Although its focus is on the international community, Dr. Reddy’s stands to benefit from a rising standard of living in India. Increased prosperity means higher demand for goods like health and beauty products. The company is recognized as one of the most trusted brands in India, which should help fuel market share gains as the need for prescription and over-the-counter drugs rises.
TATA Motors is also focusing on both the international and domestic markets. During the financial crisis, the company bought two of the world’s most recognized luxury automotive brands: Land Rover and Jaguar. The acquisition of those brands, from Ford Motor Co. (NYSE: F), was, in hindsight, a deep bargain.

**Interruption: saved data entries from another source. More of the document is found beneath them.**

//! AccuWeather daily-forecast parser.

use super::{ForecastParser, ProviderId};
use crate::model::{ForecastRecord, WeatherCategory};
use chrono::{DateTime, Utc};
use serde::Deserialize;
use serde_json::Value;

#[derive(Debug, Deserialize)]
struct AwDailyForecast {
    #[serde(rename = "EpochDate")]
    epoch_date: i64,
    #[serde(rename = "Temperature")]
    temperature: AwTemperature,
    #[serde(rename = "Day")]
    day: AwDay,
}

#[derive(Debug, Deserialize)]
struct AwTemperature {
    #[serde(rename = "Minimum")]
    minimum: AwValue,
    #[serde(rename = "Maximum")]
    maximum: AwValue,
}

#[derive(Debug, Deserialize)]
struct AwValue {
    #[serde(rename = "Value")]
    value: f64,
}

#[derive(Debug, Deserialize)]
struct AwDay {
    #[serde(rename = "IconPhrase")]
    icon_phrase: String,
}

#[derive(Debug)]
pub struct AccuWeatherParser;

impl ForecastParser for AccuWeatherParser {
    fn provider_name(&self) -> &'static str {
        ProviderId::AccuWeather.as_str()
    }

    fn parse(
        &self,
        city: &str,
        raw_payload: &str,
        fetch_timestamp: DateTime<Utc>,
    ) -> Vec<ForecastRecord> {
        tracing::info!("Parsing AccuWeather forecast for {city}");

        let root: Value = match serde_json::from_str(raw_payload) {
            Ok(v) => v,
            Err(e) => {
                tracing::error!("Error parsing AccuWeather JSON response for {city}: {e}");
                return Vec::new();
            }
        };

        let Some(daily) = root.get("DailyForecasts").and_then(Value::as_array) else {
            tracing::error!("Invalid AccuWeather response format: missing 'DailyForecasts' array");
            return Vec::new();
        };

        let mut forecasts = Vec::new();

        for entry in daily {
            let parsed: AwDailyForecast = match serde_json::from_value(entry.clone()) {
                Ok(p) => p,
                Err(e) => {
                    tracing::warn!("Error parsing a daily forecast entry for AccuWeather: {e}");
                    continue;
                }
            };

            // The epoch date is bucketed to a UTC calendar date on purpose,
            // with no local-time adjustment.
            let Some(target_date) = DateTime::<Utc>::from_timestamp(parsed.epoch_date, 0)
                .map(|dt| dt.date_naive())
            else {
                tracing::warn!(
                    "Out-of-range EpochDate {} in AccuWeather entry",
                    parsed.epoch_date
                );
                continue;
            };

            forecasts.push(ForecastRecord {
                id: None,
                provider_name: self.provider_name().to_string(),
                city: city.to_string(),
                fetch_timestamp,
                target_date,
                predicted_min_temp: Some(parsed.temperature.minimum.value),
                predicted_max_temp: Some(parsed.temperature.maximum.value),
                predicted_weather: Some(map_icon_phrase(&parsed.day.icon_phrase)),
            });
        }

        tracing::info!(
            "Successfully parsed {} forecast entries for {city} from AccuWeather",
            forecasts.len()
        );
        forecasts
    }
}

/// Maps AccuWeather's `IconPhrase` to a canonical category by keyword search
/// in fixed priority order.
fn map_icon_phrase(icon_phrase: &str) -> WeatherCategory {
    let phrase = icon_phrase.to_lowercase();

    if phrase.contains("thunderstorm") {
        return WeatherCategory::Thunderstorm;
    }
    if phrase.contains("snow") || phrase.contains("sleet") || phrase.contains("flurries") {
        return WeatherCategory::Snow;
    }
    if phrase.contains("rain") || phrase.contains("showers") {
        return WeatherCategory::Rain;
    }
    if phrase.contains("fog") || phrase.contains("hazy") {
        return WeatherCategory::FogMist;
    }
    if phrase.contains("cloudy") || phrase.contains("overcast") {
        return WeatherCategory::Clouds;
    }
    if phrase.contains("partly sunny")
        || phrase.contains("intermittent clouds")
        || phrase.contains("mostly cloudy")
    {
        return WeatherCategory::PartialClouds;
    }
    if phrase.contains("sunny") || phrase.contains("clear") {
        return WeatherCategory::Clear;
    }

    WeatherCategory::Clear
}

#[cfg(test)]
mod tests {
    use super::*;

    fn sample_payload() -> &'static str {
        r#"{
            "DailyForecasts": [
                {
                    "EpochDate": 1754006400,
                    "Temperature": {
                        "Minimum": { "Value": 17.2, "Unit": "C" },
                        "Maximum": { "Value": 29.4, "Unit": "C" }
                    },
                    "Day": { "IconPhrase": "Thunderstorms" }
                },
                {
                    "EpochDate": 1754092800,
                    "Temperature": {
                        "Minimum": { "Value": 16.0, "Unit": "C" },
                        "Maximum": { "Value": 27.8, "Unit": "C" }
                    },
                    "Day": { "IconPhrase": "Mostly sunny" }
                }
            ]
        }"#
    }

    #[test]
    fn parses_daily_entries() {
        let parser = AccuWeatherParser;
        let records = parser.parse("Sarajevo", sample_payload(), Utc::now());

        assert_eq!(records.len(), 2);

        let first = &records[0];
        assert_eq!(first.provider_name, "AccuWeather");
        assert_eq!(first.city, "Sarajevo");
        // 1754006400 = 2025-08-01T00:00:00Z
        assert_eq!(first.target_date.to_string(), "2025-08-01");
        assert_eq!(first.predicted_min_temp, Some(17.2));
        assert_eq!(first.predicted_max_temp, Some(29.4));
        assert_eq!(first.predicted_weather, Some(WeatherCategory::Thunderstorm));

        assert_eq!(records[1].predicted_weather, Some(WeatherCategory::Clear));
    }

    #[test]
    fn malformed_entry_is_skipped_without_aborting_batch() {
        let payload = r#"{
            "DailyForecasts": [
                { "EpochDate": "not a number" },
                {
                    "EpochDate": 1754092800,
                    "Temperature": {
                        "Minimum": { "Value": 10.0 },
                        "Maximum": { "Value": 20.0 }
                    },
                    "Day": { "IconPhrase": "Rain" }
                }
            ]
        }"#;

        let records = AccuWeatherParser.parse("Sarajevo", payload, Utc::now());
        assert_eq!(records.len(), 1);
        assert_eq!(records[0].predicted_weather, Some(WeatherCategory::Rain));
    }

    #[test]
    fn missing_array_yields_empty() {
        assert!(AccuWeatherParser.parse("Sarajevo", "{}", Utc::now()).is_empty());
        assert!(AccuWeatherParser.parse("Sarajevo", "not json", Utc::now()).is_empty());
    }

    #[test]
    fn icon_phrase_priority_order() {
        assert_eq!(map_icon_phrase("Rain and snow"), WeatherCategory::Snow);
        assert_eq!(map_icon_phrase("Showers"), WeatherCategory::Rain);
        assert_eq!(map_icon_phrase("Hazy sunshine"), WeatherCategory::FogMist);
        // "Mostly cloudy" hits the "cloudy" test before the partial bucket.
        assert_eq!(map_icon_phrase("Mostly cloudy"), WeatherCategory::Clouds);
        assert_eq!(map_icon_phrase("Partly sunny"), WeatherCategory::PartialClouds);
        // "t-storms" is not the "thunderstorm" keyword; the partial bucket wins.
        assert_eq!(
            map_icon_phrase("Partly sunny w/ t-storms"),
            WeatherCategory::PartialClouds
        );
        assert_eq!(map_icon_phrase("Sunny"), WeatherCategory::Clear);
        assert_eq!(map_icon_phrase("Dreary"), WeatherCategory::Clear);
    }
}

Not to forsake the rise of the Indian middle class, TATA rolled out the world’s most affordable car, the Nano, with a price tag of just $1,600.
However, China is a completely different story demographically. With a median age of 37.6, the unintended consequences of the “one child” policy are starting to appear. The work force — those that are age 15 to 64 — is shrinking. The predicted result is a labor shortage by 2050.
Tight labor markets equal wage inflation. While that’s great for the workers, it shrinks margins for businesses who, in turn, seek cheaper labor elsewhere.
India’s per unit labor cost is one-third that of China’s. In 1992, presidential candidate Ross Perot predicted a “giant sucking sound” as American manufacturing jobs migrated to Mexico. That same sound is barreling toward China.
Risks To Consider: As with any emerging market investment, the biggest risk is political instability. For India, politics are also a virtue: As the world’s largest democracy, 800 million eligible voters hold the power to propel India into a bright future. Newly elected Prime Minister Narendra Modi ran on a pro-business, anti-corruption platform. So far, many of his initiatives are succeeding.
India is also a nuclear power and is constantly managing tensions with its neighbor, Pakistan. Again, India’s pro-democracy, moderate profile can help cooler heads prevail in the region.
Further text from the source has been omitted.